Bien avant la Révolution de 1789, déjà, Jean-Jacques Rousseau, adepte du retour à la nature, s'opposera à ce que les plus virulents présentent comme un "pressoir à corps", réservé à une élite. Il a même pris part à la bataille anticorset déclenchée, dès 1750, par le corps médical puis par un certain Bonnaud dont le pamphlet La Dégradation de l'Espèce humaine par l'Usage du Corps à Baleines s'en prend à ces échafaudages susceptibles de nuire à la santé.

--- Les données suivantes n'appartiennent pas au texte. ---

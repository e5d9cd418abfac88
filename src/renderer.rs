use ratatui::Frame;
use ratatui::layout::Rect;
use ratatui::style::{Modifier, Style};
use ratatui::widgets::Block;

use crate::config::{
    BORDER_HALF_BLOCK, GLYPH_FOOD, GLYPH_SNAKE_BODY, GLYPH_SNAKE_HEAD_DOWN, GLYPH_SNAKE_HEAD_LEFT,
    GLYPH_SNAKE_HEAD_RIGHT, GLYPH_SNAKE_HEAD_UP, GLYPH_SNAKE_TAIL, GridSize, Theme,
};
use crate::game::{GameState, GameStatus};
use crate::input::Direction;
use crate::snake::Position;
use crate::ui::hud::{HudInfo, render_hud};
use crate::ui::menu::{render_game_over_menu, render_pause_menu};

/// Renders the full game frame from an immutable snapshot.
pub fn render(frame: &mut Frame<'_>, state: &GameState, hud_info: HudInfo<'_>) {
    let area = frame.area();
    let play_area = render_hud(frame, area, state, hud_info);

    let theme = hud_info.theme;
    let block = Block::bordered()
        .border_set(BORDER_HALF_BLOCK)
        .border_style(Style::new().fg(theme.border_fg).bg(theme.border_bg));

    let inner = block.inner(play_area);
    frame.render_widget(block, play_area);

    render_food(frame, inner, state, theme);
    render_snake(frame, inner, state, theme);

    match state.status {
        GameStatus::Paused => render_pause_menu(frame, play_area, theme),
        GameStatus::GameOver => {
            render_game_over_menu(frame, play_area, state.score, state.death_reason, theme);
        }
        GameStatus::Playing => {}
    }
}

fn render_food(frame: &mut Frame<'_>, inner: Rect, state: &GameState, theme: &Theme) {
    let Some((x, y)) = logical_to_terminal(inner, state.bounds(), state.food.position) else {
        return;
    };

    let buffer = frame.buffer_mut();
    buffer.set_string(x, y, GLYPH_FOOD, Style::new().fg(theme.food));
}

fn render_snake(frame: &mut Frame<'_>, inner: Rect, state: &GameState, theme: &Theme) {
    let head = state.snake.head();
    let tail = state.snake.segments().last().copied();

    let buffer = frame.buffer_mut();
    for segment in state.snake.segments() {
        let Some((x, y)) = logical_to_terminal(inner, state.bounds(), *segment) else {
            continue;
        };

        if *segment == head {
            let glyph = head_glyph(state.snake.direction());
            buffer.set_string(
                x,
                y,
                glyph,
                Style::new()
                    .fg(theme.snake_head)
                    .add_modifier(Modifier::BOLD),
            );
            continue;
        }

        if Some(*segment) == tail {
            buffer.set_string(x, y, GLYPH_SNAKE_TAIL, Style::new().fg(theme.snake_tail));
            continue;
        }

        buffer.set_string(x, y, GLYPH_SNAKE_BODY, Style::new().fg(theme.snake_body));
    }
}

fn head_glyph(direction: Direction) -> &'static str {
    match direction {
        Direction::Up => GLYPH_SNAKE_HEAD_UP,
        Direction::Down => GLYPH_SNAKE_HEAD_DOWN,
        Direction::Left => GLYPH_SNAKE_HEAD_LEFT,
        Direction::Right => GLYPH_SNAKE_HEAD_RIGHT,
    }
}

fn logical_to_terminal(inner: Rect, bounds: GridSize, position: Position) -> Option<(u16, u16)> {
    if !position.is_within_bounds(bounds) {
        return None;
    }

    let x_offset = u16::try_from(position.x).ok()?;
    let y_offset = u16::try_from(position.y).ok()?;

    let x = inner.x.saturating_add(x_offset);
    let y = inner.y.saturating_add(y_offset);
    if x >= inner.right() || y >= inner.bottom() {
        return None;
    }

    Some((x, y))
}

A la campagne, les femmes de condition modeste y ont depuis longtemps renoncé, leur préférant le corselet lacé, pas trop serré, qu'elles enfilent sur leur jupe et leur chemise afin qu'il n'entrave pas leurs activités.

Quand apparaît le mot dessous, la fin du dix-nouvième siècle est proche. Le terme se substitue à celui, bien moins romantique, de linge de corps. Dentelle, broderie, effets de tissage contribuent à son ornementation. L'adoption du pantalon, fendu pour les dames, fermé pour les demoiselles, mais surtout garni de rubans, de volants, de faveurs, de trou-trous, va faire tache d'huile. Mais le corset, dont on dit qu'il modèle les femmes sur le modèle du sablier, entonne son chant du cygne. Jugé trop contraignant, il s'accommode mal des velléités libertaires de la garçonne des Années folles. Quelques couturiers, tels Paul Poiret, Madeleine Vionnet, le bannissent. Parallèlement, le mode de vie change.

Vers 1910, la pratique du vélo pousse les femmes à choisir des corsets plus souples qui n'entravent pas le mouvement. Quand la Première Guerre mondiale arrive, les jeux sont faits: tandis que les hommes se battent, les travaux champêtres sont dévolus à leurs compagnes, les commerçantes se mettent au volant, les usines se remplissent d'un personnel féminin qui souhaite se simplifier l'existence. Privées de leur femme de chambre, les bourgeoises troquent leur corset contre une gaine, plus souple, donc plus facile à enfiler, oû les baleines sont remplacées par des ressorts caoutchoutés. Le corset ne s'en remettra pas, définitivement sacrifié sur l'autel de la commodité...

C'est une jeune Américaine, Mary Phelps Jacob, dite Caresse Crosby, qui eut l'idée, en 1913, de fabriquer un soutien-gorge à l'aide de mouchoirs et d'épingles de sûreté. Déposant un brevet l'année suivante, elle tente de le commercialiser. En vain. Elle décide de céder le brevet à l'entreprise Warner's qui met au point, en 1931, un tissu chaîne et trame, élastique dans les deux sens, qui servira à la confection des premiers modèles. C'est Warner's encore qui crée les bonnets à profondeur variable, de A à E, les bretelles élastiques et même le bonnet moulê sans couture des années 70.